**How to complete this task**.
Read through the data, and wherever a line holds the word "value", write that line out.

[Opening Information shown section]

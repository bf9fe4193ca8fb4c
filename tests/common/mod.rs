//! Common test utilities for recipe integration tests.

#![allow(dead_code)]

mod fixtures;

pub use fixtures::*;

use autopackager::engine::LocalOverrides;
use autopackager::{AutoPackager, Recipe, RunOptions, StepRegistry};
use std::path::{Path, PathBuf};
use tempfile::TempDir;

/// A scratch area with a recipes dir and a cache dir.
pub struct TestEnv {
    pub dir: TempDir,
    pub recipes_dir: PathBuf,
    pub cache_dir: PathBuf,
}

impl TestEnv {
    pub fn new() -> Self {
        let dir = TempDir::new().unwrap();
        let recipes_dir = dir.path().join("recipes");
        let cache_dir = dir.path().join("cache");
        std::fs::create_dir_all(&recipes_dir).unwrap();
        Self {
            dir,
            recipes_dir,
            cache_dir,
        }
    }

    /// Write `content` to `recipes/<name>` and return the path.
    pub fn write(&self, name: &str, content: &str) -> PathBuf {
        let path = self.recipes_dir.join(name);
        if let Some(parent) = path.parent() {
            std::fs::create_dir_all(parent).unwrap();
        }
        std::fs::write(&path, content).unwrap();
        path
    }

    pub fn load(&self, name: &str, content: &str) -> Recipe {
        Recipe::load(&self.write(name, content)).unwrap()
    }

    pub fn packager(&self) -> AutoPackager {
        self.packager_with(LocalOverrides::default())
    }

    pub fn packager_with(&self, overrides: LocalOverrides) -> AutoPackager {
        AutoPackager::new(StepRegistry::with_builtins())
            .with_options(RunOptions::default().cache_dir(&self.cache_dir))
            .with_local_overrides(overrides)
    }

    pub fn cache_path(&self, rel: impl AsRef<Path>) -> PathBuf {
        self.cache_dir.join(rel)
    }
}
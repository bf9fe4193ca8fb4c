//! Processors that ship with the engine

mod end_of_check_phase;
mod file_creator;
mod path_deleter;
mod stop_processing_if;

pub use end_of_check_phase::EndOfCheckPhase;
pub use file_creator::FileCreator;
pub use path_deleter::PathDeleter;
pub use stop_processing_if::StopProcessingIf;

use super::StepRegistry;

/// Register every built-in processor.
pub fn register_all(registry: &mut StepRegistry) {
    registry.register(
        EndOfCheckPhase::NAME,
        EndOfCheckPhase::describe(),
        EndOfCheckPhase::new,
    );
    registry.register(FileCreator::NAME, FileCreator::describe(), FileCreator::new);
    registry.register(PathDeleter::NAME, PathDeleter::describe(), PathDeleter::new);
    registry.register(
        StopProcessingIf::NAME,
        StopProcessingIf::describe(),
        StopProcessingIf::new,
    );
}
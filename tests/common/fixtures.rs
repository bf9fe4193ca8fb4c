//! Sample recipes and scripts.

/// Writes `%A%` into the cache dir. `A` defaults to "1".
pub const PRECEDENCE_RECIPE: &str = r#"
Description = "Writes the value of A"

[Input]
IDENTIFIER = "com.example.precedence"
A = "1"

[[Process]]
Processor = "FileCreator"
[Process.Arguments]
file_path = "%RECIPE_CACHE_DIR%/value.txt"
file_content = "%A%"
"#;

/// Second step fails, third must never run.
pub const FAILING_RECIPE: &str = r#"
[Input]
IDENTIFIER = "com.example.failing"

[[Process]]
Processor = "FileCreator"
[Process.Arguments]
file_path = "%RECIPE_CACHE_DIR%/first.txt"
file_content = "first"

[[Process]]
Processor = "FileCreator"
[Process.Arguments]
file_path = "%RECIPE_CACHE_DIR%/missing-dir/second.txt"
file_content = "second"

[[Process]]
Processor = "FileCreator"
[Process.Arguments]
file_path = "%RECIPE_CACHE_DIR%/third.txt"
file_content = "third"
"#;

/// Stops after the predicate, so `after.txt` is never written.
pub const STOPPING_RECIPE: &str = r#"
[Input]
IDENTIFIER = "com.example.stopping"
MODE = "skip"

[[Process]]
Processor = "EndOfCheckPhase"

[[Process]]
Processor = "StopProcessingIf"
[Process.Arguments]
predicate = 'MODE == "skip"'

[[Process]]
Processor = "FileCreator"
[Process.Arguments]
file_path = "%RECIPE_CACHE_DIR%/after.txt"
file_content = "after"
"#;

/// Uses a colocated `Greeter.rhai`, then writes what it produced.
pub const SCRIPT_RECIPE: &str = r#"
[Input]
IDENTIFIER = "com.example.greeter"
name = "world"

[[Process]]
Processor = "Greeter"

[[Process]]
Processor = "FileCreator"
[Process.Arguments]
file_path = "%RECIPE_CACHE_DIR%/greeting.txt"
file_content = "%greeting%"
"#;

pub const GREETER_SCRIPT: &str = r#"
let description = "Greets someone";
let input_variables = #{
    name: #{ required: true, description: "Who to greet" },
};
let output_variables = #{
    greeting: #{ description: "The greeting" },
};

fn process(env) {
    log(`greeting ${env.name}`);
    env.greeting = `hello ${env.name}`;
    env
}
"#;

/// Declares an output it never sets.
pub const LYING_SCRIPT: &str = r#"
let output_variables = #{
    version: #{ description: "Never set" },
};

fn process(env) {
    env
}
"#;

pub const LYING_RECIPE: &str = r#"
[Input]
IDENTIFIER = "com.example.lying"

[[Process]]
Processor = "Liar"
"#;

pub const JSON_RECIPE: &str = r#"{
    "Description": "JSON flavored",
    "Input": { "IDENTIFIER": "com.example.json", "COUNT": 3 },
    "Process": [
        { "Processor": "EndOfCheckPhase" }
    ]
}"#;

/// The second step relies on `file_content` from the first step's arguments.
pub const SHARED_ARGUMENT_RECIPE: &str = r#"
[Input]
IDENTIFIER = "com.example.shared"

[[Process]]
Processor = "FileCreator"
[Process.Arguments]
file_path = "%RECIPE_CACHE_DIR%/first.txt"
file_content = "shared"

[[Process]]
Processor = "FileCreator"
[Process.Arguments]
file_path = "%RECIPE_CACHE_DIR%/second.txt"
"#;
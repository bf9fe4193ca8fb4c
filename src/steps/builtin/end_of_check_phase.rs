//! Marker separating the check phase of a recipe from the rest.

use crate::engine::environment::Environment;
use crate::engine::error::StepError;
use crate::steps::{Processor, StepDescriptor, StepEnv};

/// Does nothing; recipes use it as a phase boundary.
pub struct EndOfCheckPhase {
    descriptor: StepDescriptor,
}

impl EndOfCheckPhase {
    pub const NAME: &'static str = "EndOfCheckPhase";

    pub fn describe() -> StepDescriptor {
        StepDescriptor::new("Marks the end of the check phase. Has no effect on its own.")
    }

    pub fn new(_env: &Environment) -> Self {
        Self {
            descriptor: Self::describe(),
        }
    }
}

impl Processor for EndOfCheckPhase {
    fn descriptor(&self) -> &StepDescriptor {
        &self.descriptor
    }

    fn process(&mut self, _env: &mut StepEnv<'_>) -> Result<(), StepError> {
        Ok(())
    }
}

[Closing Information shown section]

**Output**.
Description = "Writes the value of A"
file_path = "%RECIPE_CACHE_DIR%/value.txt"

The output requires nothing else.